**PROBLEM DESCRIPTION:** Give again, word for word, every line below from the one that has "repository e9fdef98170c239f" through the one that has "the record store.", both included, and no others.

══════

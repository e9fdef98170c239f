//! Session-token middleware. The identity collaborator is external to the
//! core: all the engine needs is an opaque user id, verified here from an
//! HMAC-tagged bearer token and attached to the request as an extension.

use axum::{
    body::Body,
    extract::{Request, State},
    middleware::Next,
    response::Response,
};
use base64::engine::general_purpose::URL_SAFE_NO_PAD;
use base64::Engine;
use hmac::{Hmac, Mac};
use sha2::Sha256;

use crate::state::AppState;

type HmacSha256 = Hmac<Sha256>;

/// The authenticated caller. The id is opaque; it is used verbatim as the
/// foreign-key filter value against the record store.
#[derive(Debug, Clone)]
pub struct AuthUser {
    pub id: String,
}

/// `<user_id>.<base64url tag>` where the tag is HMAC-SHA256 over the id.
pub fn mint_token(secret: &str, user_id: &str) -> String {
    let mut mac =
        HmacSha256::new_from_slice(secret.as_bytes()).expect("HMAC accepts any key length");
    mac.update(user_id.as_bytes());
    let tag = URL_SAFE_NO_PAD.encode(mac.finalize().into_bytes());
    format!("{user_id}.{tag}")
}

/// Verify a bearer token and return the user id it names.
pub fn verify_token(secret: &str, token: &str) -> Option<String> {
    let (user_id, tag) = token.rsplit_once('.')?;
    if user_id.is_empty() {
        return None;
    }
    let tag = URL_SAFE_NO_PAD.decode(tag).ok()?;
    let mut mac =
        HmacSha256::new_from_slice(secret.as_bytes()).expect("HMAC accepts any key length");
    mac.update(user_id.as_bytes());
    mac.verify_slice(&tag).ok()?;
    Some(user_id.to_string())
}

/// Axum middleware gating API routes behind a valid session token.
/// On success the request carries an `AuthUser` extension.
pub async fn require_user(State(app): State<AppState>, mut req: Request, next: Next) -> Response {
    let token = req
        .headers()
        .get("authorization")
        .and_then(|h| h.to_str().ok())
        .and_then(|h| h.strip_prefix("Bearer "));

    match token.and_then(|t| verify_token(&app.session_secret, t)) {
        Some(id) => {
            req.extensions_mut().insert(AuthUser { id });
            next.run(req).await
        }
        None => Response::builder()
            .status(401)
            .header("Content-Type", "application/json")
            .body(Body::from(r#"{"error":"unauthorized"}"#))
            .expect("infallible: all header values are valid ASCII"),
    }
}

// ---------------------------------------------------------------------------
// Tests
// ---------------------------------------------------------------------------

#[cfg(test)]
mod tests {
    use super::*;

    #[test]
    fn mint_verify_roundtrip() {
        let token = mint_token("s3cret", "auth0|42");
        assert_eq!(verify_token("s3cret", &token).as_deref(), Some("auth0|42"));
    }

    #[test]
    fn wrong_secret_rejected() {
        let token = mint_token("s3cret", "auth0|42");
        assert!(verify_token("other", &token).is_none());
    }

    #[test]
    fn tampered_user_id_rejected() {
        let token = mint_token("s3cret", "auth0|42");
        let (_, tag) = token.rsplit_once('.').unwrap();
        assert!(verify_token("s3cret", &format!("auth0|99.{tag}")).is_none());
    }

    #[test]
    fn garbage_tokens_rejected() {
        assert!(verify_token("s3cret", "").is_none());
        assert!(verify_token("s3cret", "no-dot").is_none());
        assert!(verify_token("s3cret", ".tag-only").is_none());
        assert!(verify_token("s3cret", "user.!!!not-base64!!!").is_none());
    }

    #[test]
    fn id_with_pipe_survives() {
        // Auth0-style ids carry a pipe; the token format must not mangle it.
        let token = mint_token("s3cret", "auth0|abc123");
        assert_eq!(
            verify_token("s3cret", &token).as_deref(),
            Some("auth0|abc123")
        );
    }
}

══════

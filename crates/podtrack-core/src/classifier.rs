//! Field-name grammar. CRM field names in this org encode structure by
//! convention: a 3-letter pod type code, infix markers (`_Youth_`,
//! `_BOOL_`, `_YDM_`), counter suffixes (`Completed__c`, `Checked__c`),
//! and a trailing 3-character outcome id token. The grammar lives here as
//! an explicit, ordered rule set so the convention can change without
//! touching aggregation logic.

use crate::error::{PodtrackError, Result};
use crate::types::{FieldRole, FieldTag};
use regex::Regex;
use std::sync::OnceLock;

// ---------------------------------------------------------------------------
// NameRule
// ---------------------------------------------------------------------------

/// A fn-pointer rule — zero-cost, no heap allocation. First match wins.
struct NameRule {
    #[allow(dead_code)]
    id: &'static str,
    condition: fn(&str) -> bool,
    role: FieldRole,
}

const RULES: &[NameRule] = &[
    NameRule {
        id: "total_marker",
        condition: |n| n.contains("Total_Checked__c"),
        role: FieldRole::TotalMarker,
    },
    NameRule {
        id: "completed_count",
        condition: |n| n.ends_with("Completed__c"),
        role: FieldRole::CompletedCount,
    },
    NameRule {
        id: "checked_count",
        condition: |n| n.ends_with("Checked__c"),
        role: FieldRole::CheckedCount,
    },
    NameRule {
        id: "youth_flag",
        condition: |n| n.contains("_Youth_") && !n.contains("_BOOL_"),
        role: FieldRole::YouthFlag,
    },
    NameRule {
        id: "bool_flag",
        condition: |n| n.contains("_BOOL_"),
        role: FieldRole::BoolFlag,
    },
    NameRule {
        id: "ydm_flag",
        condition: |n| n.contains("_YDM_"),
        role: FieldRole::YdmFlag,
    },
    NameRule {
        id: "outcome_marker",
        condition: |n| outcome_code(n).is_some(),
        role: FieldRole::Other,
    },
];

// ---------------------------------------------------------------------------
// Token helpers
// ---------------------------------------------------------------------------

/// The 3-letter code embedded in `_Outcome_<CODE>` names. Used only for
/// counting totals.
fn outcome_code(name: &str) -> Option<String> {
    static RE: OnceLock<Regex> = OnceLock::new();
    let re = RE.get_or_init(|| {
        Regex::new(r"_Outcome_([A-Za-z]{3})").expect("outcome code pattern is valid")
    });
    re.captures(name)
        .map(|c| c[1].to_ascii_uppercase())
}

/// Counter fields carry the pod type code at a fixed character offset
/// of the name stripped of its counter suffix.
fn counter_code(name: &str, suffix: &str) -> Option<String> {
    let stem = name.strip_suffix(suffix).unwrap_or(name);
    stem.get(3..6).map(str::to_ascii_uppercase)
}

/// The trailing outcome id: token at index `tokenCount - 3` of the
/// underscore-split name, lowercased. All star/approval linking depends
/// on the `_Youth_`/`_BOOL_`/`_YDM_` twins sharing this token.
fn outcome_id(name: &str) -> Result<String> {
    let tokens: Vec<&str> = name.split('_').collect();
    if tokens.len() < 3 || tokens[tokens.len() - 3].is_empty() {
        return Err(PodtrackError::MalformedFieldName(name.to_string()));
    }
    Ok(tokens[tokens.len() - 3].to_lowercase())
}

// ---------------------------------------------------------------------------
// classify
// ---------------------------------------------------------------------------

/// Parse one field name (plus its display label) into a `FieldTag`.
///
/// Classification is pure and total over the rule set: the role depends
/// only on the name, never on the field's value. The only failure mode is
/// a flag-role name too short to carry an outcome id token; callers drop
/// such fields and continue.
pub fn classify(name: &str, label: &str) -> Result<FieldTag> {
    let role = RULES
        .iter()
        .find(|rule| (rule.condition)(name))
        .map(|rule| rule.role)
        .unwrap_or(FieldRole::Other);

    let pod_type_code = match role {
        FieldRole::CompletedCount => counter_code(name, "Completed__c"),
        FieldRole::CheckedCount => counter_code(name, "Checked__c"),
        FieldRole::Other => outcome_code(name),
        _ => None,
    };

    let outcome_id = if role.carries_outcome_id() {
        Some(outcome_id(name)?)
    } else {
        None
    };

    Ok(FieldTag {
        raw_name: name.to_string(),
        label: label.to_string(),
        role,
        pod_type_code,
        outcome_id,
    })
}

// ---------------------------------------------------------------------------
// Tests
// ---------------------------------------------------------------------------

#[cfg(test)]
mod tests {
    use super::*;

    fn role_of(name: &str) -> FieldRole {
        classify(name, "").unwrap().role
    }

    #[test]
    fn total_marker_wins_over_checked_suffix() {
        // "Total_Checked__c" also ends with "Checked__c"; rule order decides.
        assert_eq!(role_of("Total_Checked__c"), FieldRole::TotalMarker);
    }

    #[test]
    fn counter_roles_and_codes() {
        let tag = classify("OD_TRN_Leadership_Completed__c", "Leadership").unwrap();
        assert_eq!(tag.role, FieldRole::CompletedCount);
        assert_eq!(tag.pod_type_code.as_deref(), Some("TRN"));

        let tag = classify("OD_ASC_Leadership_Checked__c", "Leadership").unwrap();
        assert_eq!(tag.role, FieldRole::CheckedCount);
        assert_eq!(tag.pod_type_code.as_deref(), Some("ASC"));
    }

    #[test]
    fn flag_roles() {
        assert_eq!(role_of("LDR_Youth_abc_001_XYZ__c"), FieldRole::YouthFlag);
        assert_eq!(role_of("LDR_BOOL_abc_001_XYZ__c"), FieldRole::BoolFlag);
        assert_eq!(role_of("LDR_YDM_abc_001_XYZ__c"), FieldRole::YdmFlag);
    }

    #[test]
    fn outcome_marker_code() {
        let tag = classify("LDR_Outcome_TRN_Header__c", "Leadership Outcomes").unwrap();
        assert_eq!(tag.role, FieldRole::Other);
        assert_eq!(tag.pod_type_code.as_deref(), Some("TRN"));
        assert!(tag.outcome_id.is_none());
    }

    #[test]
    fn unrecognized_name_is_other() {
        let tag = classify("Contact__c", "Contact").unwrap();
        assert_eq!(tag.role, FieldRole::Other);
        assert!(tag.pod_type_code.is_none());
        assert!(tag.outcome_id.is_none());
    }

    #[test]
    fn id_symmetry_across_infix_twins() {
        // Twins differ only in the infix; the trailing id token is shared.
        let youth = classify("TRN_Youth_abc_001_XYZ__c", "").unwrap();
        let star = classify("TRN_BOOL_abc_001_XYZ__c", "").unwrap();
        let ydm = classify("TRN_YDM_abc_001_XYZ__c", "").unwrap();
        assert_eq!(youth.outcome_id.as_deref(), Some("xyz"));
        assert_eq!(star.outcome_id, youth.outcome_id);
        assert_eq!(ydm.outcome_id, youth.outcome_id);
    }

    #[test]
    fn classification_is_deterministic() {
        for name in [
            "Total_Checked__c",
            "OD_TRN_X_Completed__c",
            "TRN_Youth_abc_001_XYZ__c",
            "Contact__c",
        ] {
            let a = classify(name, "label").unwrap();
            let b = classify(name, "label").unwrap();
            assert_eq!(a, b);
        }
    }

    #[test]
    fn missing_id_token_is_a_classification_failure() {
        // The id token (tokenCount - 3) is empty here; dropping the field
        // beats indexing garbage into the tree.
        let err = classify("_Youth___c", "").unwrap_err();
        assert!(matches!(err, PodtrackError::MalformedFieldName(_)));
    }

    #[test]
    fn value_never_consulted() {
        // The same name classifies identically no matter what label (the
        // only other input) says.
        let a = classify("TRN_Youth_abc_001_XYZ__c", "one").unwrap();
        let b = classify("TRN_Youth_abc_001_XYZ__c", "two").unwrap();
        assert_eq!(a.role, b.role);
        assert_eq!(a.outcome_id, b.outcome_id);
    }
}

══════

**SOLUTION BELOW:**
repository e9fdef98170c239f
//! Session-token middleware. The identity collaborator is external to the
//! core: all the engine needs is an opaque user id, verified here from an
//! HMAC-tagged bearer token and attached to the request as an extension.

use axum::{
    body::Body,
    extract::{Request, State},
    middleware::Next,
    response::Response,
};
use base64::engine::general_purpose::URL_SAFE_NO_PAD;
use base64::Engine;
use hmac::{Hmac, Mac};
use sha2::Sha256;

use crate::state::AppState;

type HmacSha256 = Hmac<Sha256>;

/// The authenticated caller. The id is opaque; it is used verbatim as the
/// foreign-key filter value against the record store.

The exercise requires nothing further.